=== Exercise description ===
Locate the string "when" in the records below. Copy every line where it occurs.

#### Dataset excerpts ####

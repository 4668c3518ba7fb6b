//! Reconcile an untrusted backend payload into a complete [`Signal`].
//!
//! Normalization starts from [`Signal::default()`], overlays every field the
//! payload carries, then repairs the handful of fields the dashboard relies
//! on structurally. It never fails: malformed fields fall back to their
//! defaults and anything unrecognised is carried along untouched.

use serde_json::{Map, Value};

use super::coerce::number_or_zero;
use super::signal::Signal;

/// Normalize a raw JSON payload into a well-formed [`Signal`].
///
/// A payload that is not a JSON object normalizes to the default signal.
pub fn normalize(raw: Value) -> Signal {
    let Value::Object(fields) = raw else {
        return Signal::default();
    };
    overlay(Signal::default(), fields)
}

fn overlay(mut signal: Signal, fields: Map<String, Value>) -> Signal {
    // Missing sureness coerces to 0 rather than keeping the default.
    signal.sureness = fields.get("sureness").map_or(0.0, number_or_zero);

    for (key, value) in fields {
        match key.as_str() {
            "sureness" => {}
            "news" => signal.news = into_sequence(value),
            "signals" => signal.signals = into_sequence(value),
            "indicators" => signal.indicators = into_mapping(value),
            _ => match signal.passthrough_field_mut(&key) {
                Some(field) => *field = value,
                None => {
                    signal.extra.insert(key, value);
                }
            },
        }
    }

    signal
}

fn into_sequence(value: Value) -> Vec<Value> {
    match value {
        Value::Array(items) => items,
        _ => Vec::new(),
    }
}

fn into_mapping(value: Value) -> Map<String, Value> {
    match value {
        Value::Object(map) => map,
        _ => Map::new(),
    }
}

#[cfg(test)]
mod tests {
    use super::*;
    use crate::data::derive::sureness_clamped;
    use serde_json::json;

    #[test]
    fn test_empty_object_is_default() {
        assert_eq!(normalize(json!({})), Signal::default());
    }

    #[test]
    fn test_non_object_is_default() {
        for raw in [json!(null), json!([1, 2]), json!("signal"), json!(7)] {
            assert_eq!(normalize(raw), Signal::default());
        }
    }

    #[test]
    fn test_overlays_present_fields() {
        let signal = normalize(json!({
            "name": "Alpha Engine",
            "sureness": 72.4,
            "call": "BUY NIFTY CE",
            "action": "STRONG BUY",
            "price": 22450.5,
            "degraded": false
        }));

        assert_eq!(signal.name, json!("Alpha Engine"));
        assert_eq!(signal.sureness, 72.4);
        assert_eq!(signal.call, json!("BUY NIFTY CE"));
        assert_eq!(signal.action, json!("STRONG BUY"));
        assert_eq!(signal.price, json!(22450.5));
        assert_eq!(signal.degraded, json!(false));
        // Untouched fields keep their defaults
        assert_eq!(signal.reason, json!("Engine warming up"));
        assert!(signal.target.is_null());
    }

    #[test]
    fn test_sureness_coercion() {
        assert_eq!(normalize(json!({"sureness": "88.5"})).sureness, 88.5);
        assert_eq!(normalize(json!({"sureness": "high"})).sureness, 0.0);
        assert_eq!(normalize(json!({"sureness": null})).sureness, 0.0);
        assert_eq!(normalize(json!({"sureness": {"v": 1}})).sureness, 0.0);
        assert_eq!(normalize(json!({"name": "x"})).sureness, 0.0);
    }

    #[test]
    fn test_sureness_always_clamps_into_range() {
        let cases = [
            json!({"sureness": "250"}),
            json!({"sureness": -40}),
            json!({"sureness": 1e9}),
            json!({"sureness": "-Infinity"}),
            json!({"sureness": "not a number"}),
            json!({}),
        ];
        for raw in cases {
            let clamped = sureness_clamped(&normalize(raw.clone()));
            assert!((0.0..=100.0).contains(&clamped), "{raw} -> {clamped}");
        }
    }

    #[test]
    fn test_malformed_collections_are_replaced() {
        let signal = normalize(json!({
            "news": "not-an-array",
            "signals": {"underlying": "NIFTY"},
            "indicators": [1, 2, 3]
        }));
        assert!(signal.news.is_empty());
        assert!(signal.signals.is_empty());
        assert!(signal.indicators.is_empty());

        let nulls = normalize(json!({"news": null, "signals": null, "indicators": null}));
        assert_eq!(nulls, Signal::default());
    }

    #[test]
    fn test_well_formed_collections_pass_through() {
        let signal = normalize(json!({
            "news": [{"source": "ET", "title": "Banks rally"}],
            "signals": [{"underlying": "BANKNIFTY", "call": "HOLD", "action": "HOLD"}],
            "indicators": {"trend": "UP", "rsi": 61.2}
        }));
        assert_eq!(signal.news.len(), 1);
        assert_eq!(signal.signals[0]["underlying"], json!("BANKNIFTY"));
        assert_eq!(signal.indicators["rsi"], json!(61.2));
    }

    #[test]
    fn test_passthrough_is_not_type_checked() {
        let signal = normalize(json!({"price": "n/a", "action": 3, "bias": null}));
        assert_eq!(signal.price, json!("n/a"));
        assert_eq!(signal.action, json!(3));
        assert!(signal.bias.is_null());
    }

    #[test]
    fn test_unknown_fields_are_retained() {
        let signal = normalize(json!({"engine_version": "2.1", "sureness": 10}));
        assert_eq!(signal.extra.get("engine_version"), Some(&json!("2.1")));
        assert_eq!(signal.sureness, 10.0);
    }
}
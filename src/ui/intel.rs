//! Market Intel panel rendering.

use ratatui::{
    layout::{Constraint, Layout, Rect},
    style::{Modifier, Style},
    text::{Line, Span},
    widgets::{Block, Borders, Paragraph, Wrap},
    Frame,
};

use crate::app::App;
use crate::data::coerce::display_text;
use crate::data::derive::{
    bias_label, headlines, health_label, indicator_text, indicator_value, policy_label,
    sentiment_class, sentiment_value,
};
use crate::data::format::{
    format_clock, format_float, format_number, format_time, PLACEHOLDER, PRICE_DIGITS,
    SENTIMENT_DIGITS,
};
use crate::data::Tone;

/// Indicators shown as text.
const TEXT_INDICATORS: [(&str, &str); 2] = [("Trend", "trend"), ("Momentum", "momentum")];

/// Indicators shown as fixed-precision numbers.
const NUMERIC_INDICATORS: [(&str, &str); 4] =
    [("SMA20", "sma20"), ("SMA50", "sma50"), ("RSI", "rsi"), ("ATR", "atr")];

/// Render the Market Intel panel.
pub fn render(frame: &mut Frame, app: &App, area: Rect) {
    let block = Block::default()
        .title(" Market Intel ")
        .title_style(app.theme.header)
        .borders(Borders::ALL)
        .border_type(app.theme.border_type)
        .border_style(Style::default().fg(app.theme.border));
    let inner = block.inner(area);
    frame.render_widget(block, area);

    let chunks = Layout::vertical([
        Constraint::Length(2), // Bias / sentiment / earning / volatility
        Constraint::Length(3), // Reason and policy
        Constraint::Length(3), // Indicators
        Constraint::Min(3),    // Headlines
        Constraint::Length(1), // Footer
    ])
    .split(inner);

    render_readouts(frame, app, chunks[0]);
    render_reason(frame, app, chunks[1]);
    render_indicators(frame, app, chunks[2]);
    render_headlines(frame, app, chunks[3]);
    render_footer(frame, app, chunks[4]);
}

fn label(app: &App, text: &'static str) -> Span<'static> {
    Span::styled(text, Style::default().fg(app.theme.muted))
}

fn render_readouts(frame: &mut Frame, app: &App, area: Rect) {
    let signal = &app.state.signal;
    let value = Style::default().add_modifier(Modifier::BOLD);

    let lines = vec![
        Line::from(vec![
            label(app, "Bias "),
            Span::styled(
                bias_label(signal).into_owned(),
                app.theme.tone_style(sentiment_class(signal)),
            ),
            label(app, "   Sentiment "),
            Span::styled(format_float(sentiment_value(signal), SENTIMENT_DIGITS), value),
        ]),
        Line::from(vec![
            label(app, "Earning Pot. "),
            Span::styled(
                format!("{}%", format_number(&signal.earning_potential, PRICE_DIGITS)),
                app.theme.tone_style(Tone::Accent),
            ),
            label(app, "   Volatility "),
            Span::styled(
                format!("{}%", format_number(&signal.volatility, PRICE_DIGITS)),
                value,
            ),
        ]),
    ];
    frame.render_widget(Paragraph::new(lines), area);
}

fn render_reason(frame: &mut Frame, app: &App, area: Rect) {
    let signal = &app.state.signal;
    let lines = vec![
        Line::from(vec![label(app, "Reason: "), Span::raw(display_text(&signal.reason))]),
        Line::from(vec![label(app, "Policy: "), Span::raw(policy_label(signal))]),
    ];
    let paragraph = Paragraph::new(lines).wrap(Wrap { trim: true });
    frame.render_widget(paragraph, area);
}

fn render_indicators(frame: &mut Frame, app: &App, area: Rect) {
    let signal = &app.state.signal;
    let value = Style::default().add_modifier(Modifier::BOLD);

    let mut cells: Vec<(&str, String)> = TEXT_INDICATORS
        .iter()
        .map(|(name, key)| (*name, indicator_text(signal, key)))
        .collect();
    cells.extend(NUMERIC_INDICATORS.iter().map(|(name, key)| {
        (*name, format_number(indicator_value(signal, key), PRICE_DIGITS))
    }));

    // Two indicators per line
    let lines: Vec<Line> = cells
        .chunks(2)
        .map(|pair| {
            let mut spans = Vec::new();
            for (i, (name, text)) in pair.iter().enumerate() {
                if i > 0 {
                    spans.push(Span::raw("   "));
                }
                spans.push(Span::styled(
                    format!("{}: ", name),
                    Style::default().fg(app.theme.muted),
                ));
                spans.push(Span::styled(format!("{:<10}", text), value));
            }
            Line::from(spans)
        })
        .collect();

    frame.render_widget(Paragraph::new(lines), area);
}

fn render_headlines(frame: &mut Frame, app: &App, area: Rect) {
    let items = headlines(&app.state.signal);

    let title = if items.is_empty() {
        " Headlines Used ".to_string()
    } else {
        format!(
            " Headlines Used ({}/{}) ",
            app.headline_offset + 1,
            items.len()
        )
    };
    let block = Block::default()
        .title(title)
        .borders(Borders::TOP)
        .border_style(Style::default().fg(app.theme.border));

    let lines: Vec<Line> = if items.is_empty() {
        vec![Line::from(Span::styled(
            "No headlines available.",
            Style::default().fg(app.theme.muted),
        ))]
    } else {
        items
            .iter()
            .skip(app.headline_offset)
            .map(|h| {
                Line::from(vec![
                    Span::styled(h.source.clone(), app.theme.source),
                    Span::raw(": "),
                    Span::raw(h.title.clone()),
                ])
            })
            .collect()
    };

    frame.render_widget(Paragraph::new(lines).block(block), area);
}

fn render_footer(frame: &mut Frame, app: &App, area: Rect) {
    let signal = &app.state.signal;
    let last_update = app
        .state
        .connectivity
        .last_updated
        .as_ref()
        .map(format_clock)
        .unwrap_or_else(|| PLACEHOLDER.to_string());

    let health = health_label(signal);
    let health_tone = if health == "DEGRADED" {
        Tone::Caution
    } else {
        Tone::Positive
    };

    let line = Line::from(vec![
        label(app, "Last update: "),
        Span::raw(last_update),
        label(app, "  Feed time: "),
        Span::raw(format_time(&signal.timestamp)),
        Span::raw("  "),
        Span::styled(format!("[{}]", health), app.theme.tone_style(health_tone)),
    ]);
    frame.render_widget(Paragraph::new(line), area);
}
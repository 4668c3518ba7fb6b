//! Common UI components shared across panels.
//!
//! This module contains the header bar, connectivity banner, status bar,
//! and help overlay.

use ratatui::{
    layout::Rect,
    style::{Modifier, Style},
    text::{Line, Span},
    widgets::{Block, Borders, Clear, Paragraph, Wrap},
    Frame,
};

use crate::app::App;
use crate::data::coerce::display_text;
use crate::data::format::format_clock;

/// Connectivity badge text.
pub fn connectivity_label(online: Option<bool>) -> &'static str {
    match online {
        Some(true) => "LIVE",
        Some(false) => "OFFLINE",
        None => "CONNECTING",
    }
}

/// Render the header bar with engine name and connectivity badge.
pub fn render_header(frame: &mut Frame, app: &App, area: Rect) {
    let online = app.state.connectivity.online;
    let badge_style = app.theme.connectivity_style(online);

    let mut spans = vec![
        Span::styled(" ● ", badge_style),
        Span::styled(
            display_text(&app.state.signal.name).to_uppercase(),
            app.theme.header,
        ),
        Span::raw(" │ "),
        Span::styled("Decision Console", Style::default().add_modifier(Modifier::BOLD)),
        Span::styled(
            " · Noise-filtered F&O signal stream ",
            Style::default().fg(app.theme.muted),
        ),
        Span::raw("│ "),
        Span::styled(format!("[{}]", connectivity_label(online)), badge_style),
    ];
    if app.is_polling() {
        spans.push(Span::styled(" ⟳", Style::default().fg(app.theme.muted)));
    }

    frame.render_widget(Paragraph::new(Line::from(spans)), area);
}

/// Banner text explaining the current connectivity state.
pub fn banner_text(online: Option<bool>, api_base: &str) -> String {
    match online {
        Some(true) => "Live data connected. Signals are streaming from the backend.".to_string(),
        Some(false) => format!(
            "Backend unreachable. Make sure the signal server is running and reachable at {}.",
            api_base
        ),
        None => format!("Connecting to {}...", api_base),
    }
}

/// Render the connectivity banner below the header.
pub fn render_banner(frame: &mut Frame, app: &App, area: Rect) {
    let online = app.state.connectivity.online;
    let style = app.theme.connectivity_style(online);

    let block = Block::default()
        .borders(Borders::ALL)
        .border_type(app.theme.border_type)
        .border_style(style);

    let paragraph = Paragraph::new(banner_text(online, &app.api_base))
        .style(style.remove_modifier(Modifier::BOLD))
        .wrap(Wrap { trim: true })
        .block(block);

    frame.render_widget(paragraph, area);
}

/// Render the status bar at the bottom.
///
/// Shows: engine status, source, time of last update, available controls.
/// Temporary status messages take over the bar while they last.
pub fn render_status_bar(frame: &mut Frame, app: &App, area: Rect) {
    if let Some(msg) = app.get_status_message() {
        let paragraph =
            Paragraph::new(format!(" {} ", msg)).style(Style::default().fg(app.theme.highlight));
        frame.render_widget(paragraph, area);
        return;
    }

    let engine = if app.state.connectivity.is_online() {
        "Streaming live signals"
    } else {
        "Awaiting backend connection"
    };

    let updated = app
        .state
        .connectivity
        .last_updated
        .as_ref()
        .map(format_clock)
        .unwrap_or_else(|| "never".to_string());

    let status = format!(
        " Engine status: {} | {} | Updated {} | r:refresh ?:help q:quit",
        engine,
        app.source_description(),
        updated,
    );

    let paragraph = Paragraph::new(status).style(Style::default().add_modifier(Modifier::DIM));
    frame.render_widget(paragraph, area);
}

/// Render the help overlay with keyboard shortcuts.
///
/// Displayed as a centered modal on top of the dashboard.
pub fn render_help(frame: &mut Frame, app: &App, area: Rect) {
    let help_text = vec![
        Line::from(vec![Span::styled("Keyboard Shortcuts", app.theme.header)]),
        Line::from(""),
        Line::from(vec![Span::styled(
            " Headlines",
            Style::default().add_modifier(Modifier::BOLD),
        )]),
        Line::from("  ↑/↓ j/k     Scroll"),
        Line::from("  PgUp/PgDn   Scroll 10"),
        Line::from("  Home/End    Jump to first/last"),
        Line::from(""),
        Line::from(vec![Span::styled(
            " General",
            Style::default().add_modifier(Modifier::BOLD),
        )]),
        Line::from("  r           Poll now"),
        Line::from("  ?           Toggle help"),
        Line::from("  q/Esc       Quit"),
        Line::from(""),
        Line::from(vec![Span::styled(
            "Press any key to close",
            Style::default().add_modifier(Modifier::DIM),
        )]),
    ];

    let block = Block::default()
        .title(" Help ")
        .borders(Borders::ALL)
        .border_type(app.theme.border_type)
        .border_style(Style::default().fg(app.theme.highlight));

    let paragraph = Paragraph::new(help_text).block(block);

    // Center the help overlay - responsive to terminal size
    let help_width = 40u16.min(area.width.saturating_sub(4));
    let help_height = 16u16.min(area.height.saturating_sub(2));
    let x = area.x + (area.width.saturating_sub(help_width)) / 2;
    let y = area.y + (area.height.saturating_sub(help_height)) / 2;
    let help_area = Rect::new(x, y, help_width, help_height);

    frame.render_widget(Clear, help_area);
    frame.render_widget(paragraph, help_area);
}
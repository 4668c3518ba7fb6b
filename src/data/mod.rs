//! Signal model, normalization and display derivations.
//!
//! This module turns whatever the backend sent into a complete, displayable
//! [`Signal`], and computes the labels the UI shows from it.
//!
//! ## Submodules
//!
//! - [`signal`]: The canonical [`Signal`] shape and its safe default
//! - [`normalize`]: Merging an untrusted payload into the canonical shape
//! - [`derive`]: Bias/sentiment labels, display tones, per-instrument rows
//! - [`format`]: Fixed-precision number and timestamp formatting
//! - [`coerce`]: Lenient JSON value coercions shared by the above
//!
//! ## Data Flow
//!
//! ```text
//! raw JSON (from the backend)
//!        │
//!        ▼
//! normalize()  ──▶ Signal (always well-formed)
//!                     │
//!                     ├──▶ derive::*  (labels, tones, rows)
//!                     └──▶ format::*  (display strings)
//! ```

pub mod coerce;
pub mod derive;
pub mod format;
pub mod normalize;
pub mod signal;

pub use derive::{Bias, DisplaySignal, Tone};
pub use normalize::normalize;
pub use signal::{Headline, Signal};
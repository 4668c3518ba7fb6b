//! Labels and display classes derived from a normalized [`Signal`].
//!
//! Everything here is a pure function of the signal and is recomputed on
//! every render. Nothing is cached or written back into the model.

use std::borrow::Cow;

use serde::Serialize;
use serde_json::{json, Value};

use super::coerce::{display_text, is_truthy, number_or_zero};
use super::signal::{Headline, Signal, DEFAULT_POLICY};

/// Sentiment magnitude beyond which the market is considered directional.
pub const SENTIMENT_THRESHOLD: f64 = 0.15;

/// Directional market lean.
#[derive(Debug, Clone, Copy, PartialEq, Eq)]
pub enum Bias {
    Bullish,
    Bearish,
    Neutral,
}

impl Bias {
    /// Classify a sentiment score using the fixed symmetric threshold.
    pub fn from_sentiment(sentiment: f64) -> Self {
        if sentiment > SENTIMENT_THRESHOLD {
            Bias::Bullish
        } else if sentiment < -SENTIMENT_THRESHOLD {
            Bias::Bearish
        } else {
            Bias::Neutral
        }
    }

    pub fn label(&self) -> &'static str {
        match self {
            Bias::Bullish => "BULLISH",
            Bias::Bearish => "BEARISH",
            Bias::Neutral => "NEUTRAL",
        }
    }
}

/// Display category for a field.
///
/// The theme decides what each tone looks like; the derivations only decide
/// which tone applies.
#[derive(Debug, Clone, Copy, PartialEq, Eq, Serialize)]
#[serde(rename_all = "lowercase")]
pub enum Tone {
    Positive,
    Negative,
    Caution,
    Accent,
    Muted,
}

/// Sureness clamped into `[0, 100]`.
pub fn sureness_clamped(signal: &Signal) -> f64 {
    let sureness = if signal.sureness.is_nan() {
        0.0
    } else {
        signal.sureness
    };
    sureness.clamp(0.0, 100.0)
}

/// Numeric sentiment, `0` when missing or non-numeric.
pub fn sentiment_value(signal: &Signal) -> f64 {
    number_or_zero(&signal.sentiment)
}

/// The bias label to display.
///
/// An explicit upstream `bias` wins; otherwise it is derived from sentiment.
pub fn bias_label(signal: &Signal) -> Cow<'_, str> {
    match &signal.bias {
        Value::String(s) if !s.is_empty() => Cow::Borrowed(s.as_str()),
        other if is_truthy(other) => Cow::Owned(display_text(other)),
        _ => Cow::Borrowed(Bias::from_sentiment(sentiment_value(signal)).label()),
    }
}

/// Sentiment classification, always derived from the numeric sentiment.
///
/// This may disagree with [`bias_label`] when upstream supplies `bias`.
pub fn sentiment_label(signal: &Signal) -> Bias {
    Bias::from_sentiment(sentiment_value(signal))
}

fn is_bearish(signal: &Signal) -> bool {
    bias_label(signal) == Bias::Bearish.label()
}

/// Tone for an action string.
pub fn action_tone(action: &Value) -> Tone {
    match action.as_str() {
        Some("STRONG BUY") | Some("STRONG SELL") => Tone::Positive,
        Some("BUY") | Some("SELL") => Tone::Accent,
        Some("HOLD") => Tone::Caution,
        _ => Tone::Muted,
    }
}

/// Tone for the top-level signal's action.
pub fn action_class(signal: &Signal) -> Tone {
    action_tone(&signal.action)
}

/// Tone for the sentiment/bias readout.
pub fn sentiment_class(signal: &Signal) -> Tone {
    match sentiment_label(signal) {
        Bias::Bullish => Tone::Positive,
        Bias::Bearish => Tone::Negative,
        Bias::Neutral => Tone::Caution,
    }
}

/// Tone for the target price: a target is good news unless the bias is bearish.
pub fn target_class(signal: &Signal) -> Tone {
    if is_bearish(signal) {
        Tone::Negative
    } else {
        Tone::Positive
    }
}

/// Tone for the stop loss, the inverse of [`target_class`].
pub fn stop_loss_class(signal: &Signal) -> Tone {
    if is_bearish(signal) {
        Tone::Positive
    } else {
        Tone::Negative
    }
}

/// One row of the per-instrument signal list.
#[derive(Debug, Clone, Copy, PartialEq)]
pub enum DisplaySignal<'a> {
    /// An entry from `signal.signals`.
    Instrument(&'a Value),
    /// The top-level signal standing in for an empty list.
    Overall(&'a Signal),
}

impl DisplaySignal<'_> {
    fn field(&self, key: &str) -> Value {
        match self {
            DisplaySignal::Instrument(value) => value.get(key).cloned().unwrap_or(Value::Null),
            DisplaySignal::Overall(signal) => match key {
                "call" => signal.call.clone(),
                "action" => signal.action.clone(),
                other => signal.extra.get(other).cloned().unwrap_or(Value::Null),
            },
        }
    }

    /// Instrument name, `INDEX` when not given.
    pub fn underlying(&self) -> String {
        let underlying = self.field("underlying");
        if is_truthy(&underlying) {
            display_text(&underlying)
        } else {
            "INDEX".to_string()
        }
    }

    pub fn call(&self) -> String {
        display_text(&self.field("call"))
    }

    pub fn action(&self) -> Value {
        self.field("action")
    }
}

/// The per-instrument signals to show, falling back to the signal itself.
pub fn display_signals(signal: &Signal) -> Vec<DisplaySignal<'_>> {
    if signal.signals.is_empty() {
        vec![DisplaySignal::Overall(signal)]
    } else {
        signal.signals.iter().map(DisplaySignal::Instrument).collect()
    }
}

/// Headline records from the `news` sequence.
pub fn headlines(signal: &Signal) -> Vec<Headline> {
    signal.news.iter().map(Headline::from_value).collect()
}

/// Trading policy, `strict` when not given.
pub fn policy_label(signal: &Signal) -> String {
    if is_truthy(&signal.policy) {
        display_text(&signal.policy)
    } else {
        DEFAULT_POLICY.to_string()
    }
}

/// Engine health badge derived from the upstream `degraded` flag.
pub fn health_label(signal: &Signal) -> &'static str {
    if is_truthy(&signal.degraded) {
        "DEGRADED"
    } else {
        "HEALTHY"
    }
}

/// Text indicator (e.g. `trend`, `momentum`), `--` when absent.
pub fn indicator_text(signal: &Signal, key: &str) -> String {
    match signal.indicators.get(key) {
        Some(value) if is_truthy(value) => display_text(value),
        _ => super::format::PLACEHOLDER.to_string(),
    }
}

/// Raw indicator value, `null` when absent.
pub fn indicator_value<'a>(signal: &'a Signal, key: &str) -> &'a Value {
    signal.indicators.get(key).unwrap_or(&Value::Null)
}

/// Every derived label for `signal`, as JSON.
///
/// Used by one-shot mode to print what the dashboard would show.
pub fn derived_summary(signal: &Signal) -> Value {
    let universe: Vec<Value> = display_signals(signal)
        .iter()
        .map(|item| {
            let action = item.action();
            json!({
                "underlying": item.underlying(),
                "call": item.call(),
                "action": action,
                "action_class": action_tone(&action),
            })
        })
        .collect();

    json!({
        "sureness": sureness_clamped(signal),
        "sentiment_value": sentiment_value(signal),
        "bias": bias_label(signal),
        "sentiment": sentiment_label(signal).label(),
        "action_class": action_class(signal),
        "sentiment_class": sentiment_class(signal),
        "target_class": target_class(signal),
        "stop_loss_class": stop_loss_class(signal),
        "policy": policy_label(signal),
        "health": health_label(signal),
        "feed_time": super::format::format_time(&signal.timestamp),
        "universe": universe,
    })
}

####

=== Solution for this exercise ===
/// Numeric sentiment, `0` when missing or non-numeric.
/// This may disagree with [`bias_label`] when upstream supplies `bias`.
    /// Instrument name, `INDEX` when not given.
/// Trading policy, `strict` when not given.
/// Text indicator (e.g. `trend`, `momentum`), `--` when absent.
/// Raw indicator value, `null` when absent.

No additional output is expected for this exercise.